Stored data:
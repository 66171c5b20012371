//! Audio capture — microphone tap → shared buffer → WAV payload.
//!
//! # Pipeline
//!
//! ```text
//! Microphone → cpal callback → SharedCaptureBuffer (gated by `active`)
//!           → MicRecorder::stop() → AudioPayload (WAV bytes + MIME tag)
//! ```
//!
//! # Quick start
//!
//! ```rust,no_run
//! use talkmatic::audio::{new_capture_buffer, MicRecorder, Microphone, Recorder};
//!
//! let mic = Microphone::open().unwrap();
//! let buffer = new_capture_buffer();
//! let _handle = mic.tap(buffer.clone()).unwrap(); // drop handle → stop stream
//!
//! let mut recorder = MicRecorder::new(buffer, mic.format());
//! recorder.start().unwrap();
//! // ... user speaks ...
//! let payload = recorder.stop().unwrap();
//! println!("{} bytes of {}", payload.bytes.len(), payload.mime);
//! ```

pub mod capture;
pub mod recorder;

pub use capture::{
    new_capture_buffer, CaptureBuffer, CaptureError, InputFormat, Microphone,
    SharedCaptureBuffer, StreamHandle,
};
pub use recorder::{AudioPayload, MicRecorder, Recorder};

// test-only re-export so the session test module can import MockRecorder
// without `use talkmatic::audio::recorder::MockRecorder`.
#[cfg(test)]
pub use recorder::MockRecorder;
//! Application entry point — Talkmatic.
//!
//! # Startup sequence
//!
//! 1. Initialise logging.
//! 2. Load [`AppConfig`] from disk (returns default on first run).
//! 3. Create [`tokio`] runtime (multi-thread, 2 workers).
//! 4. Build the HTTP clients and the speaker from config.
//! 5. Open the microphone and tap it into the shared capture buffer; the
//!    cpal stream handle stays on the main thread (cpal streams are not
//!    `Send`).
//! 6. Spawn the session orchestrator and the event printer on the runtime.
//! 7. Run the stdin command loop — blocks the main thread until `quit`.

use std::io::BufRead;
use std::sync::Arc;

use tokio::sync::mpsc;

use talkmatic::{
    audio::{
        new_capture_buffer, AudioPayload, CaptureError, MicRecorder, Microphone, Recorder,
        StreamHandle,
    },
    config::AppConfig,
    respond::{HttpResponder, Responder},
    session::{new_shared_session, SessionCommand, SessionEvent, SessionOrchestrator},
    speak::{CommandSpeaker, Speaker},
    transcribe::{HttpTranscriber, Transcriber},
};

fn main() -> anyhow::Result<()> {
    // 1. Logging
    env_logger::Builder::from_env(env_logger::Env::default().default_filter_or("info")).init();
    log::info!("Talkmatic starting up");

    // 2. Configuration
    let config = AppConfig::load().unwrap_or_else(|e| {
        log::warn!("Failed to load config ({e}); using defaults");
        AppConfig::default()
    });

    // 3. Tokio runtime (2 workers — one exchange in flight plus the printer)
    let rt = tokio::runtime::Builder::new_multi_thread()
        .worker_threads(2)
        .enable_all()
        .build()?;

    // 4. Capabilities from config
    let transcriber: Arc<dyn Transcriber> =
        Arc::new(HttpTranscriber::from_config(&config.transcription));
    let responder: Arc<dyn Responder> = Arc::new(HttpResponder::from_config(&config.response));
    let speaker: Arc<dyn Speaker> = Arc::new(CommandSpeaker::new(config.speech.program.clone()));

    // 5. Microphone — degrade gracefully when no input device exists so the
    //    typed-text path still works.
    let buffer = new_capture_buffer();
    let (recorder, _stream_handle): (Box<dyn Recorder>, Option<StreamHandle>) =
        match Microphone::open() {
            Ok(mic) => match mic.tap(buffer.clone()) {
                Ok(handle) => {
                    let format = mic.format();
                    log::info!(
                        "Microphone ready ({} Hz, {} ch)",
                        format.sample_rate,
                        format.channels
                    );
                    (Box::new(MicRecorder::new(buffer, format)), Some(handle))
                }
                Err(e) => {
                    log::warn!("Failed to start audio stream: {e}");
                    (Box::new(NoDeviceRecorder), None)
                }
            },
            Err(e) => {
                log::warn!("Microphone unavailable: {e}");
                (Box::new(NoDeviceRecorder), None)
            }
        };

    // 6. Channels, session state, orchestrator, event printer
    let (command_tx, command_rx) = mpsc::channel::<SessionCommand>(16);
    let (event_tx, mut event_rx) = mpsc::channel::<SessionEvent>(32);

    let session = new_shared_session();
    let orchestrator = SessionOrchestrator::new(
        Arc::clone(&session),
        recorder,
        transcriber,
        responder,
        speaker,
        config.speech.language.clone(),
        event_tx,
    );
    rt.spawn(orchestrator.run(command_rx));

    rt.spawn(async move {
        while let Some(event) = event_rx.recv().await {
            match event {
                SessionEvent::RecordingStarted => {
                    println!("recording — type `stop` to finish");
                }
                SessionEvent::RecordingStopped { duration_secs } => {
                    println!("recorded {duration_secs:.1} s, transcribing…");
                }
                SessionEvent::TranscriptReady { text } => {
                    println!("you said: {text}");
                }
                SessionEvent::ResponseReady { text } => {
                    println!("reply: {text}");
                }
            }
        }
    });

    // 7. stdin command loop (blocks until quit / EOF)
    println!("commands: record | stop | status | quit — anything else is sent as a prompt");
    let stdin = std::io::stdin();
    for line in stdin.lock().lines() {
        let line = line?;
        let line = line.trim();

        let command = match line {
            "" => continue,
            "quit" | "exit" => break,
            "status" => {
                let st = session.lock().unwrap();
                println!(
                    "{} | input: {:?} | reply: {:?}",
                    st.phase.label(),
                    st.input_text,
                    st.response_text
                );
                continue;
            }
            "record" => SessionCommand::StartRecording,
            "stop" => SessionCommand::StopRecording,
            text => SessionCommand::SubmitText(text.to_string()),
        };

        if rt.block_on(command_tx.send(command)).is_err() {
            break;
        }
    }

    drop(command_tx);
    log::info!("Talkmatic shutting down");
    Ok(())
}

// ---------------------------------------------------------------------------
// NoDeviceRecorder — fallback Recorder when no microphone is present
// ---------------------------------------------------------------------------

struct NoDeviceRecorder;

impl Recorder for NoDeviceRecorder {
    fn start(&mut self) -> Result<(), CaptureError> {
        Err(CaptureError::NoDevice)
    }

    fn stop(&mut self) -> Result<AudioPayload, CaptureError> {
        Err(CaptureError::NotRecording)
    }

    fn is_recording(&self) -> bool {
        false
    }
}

◆ **ACTIVITY**: Restate every record exactly, leaving nothing out.

◆ **EXERCISE RESULT**:
repository 66171c5b20012371
//! Audio capture — microphone tap → shared buffer → WAV payload.
//!
//! # Pipeline
//!
//! ```text
//! Microphone → cpal callback → SharedCaptureBuffer (gated by `active`)
//!           → MicRecorder::stop() → AudioPayload (WAV bytes + MIME tag)
//! ```
//!
//! # Quick start
//!
//! ```rust,no_run
//! use talkmatic::audio::{new_capture_buffer, MicRecorder, Microphone, Recorder};
//!
//! let mic = Microphone::open().unwrap();
//! let buffer = new_capture_buffer();
//! let _handle = mic.tap(buffer.clone()).unwrap(); // drop handle → stop stream
//!
//! let mut recorder = MicRecorder::new(buffer, mic.format());
//! recorder.start().unwrap();
//! // ... user speaks ...
//! let payload = recorder.stop().unwrap();
//! println!("{} bytes of {}", payload.bytes.len(), payload.mime);
//! ```

pub mod capture;
pub mod recorder;

pub use capture::{
    new_capture_buffer, CaptureBuffer, CaptureError, InputFormat, Microphone,
    SharedCaptureBuffer, StreamHandle,
};
pub use recorder::{AudioPayload, MicRecorder, Recorder};

// test-only re-export so the session test module can import MockRecorder
// without `use talkmatic::audio::recorder::MockRecorder`.
#[cfg(test)]
pub use recorder::MockRecorder;
//! Application entry point — Talkmatic.
//!
//! # Startup sequence
//!
//! 1. Initialise logging.
//! 2. Load [`AppConfig`] from disk (returns default on first run).
//! 3. Create [`tokio`] runtime (multi-thread, 2 workers).
//! 4. Build the HTTP clients and the speaker from config.
//! 5. Open the microphone and tap it into the shared capture buffer; the
//!    cpal stream handle stays on the main thread (cpal streams are not
//!    `Send`).
//! 6. Spawn the session orchestrator and the event printer on the runtime.
//! 7. Run the stdin command loop — blocks the main thread until `quit`.

use std::io::BufRead;
use std::sync::Arc;

use tokio::sync::mpsc;

use talkmatic::{
    audio::{
        new_capture_buffer, AudioPayload, CaptureError, MicRecorder, Microphone, Recorder,
        StreamHandle,
    },
    config::AppConfig,
    respond::{HttpResponder, Responder},
    session::{new_shared_session, SessionCommand, SessionEvent, SessionOrchestrator},
    speak::{CommandSpeaker, Speaker},
    transcribe::{HttpTranscriber, Transcriber},
};

fn main() -> anyhow::Result<()> {
    // 1. Logging
    env_logger::Builder::from_env(env_logger::Env::default().default_filter_or("info")).init();
    log::info!("Talkmatic starting up");

    // 2. Configuration
    let config = AppConfig::load().unwrap_or_else(|e| {
        log::warn!("Failed to load config ({e}); using defaults");
        AppConfig::default()
    });

    // 3. Tokio runtime (2 workers — one exchange in flight plus the printer)
    let rt = tokio::runtime::Builder::new_multi_thread()
        .worker_threads(2)
        .enable_all()
        .build()?;

    // 4. Capabilities from config
    let transcriber: Arc<dyn Transcriber> =
        Arc::new(HttpTranscriber::from_config(&config.transcription));
    let responder: Arc<dyn Responder> = Arc::new(HttpResponder::from_config(&config.response));
    let speaker: Arc<dyn Speaker> = Arc::new(CommandSpeaker::new(config.speech.program.clone()));

    // 5. Microphone — degrade gracefully when no input device exists so the
    //    typed-text path still works.
    let buffer = new_capture_buffer();
    let (recorder, _stream_handle): (Box<dyn Recorder>, Option<StreamHandle>) =
        match Microphone::open() {
            Ok(mic) => match mic.tap(buffer.clone()) {
                Ok(handle) => {
                    let format = mic.format();
                    log::info!(
                        "Microphone ready ({} Hz, {} ch)",
                        format.sample_rate,
                        format.channels
                    );
                    (Box::new(MicRecorder::new(buffer, format)), Some(handle))
                }
                Err(e) => {
                    log::warn!("Failed to start audio stream: {e}");
                    (Box::new(NoDeviceRecorder), None)
                }
            },
            Err(e) => {
                log::warn!("Microphone unavailable: {e}");
                (Box::new(NoDeviceRecorder), None)
            }
        };

    // 6. Channels, session state, orchestrator, event printer
    let (command_tx, command_rx) = mpsc::channel::<SessionCommand>(16);
    let (event_tx, mut event_rx) = mpsc::channel::<SessionEvent>(32);

    let session = new_shared_session();
    let orchestrator = SessionOrchestrator::new(
        Arc::clone(&session),
        recorder,
        transcriber,
        responder,
        speaker,
        config.speech.language.clone(),
        event_tx,
    );
    rt.spawn(orchestrator.run(command_rx));

    rt.spawn(async move {
        while let Some(event) = event_rx.recv().await {
            match event {
                SessionEvent::RecordingStarted => {
                    println!("recording — type `stop` to finish");
                }
                SessionEvent::RecordingStopped { duration_secs } => {
                    println!("recorded {duration_secs:.1} s, transcribing…");
                }
                SessionEvent::TranscriptReady { text } => {
                    println!("you said: {text}");
                }
                SessionEvent::ResponseReady { text } => {
                    println!("reply: {text}");
                }
            }
        }
    });

    // 7. stdin command loop (blocks until quit / EOF)
    println!("commands: record | stop | status | quit — anything else is sent as a prompt");
    let stdin = std::io::stdin();
    for line in stdin.lock().lines() {
        let line = line?;
        let line = line.trim();

        let command = match line {
            "" => continue,
            "quit" | "exit" => break,
            "status" => {
                let st = session.lock().unwrap();
                println!(
                    "{} | input: {:?} | reply: {:?}",
                    st.phase.label(),
                    st.input_text,
                    st.response_text
                );
                continue;
            }
            "record" => SessionCommand::StartRecording,
            "stop" => SessionCommand::StopRecording,
            text => SessionCommand::SubmitText(text.to_string()),
        };

        if rt.block_on(command_tx.send(command)).is_err() {
            break;
        }
    }

    drop(command_tx);
    log::info!("Talkmatic shutting down");
    Ok(())
}

// ---------------------------------------------------------------------------
// NoDeviceRecorder — fallback Recorder when no microphone is present
// ---------------------------------------------------------------------------

struct NoDeviceRecorder;

impl Recorder for NoDeviceRecorder {
    fn start(&mut self) -> Result<(), CaptureError> {
        Err(CaptureError::NoDevice)
    }

    fn stop(&mut self) -> Result<AudioPayload, CaptureError> {
        Err(CaptureError::NotRecording)
    }

    fn is_recording(&self) -> bool {
        false
    }
}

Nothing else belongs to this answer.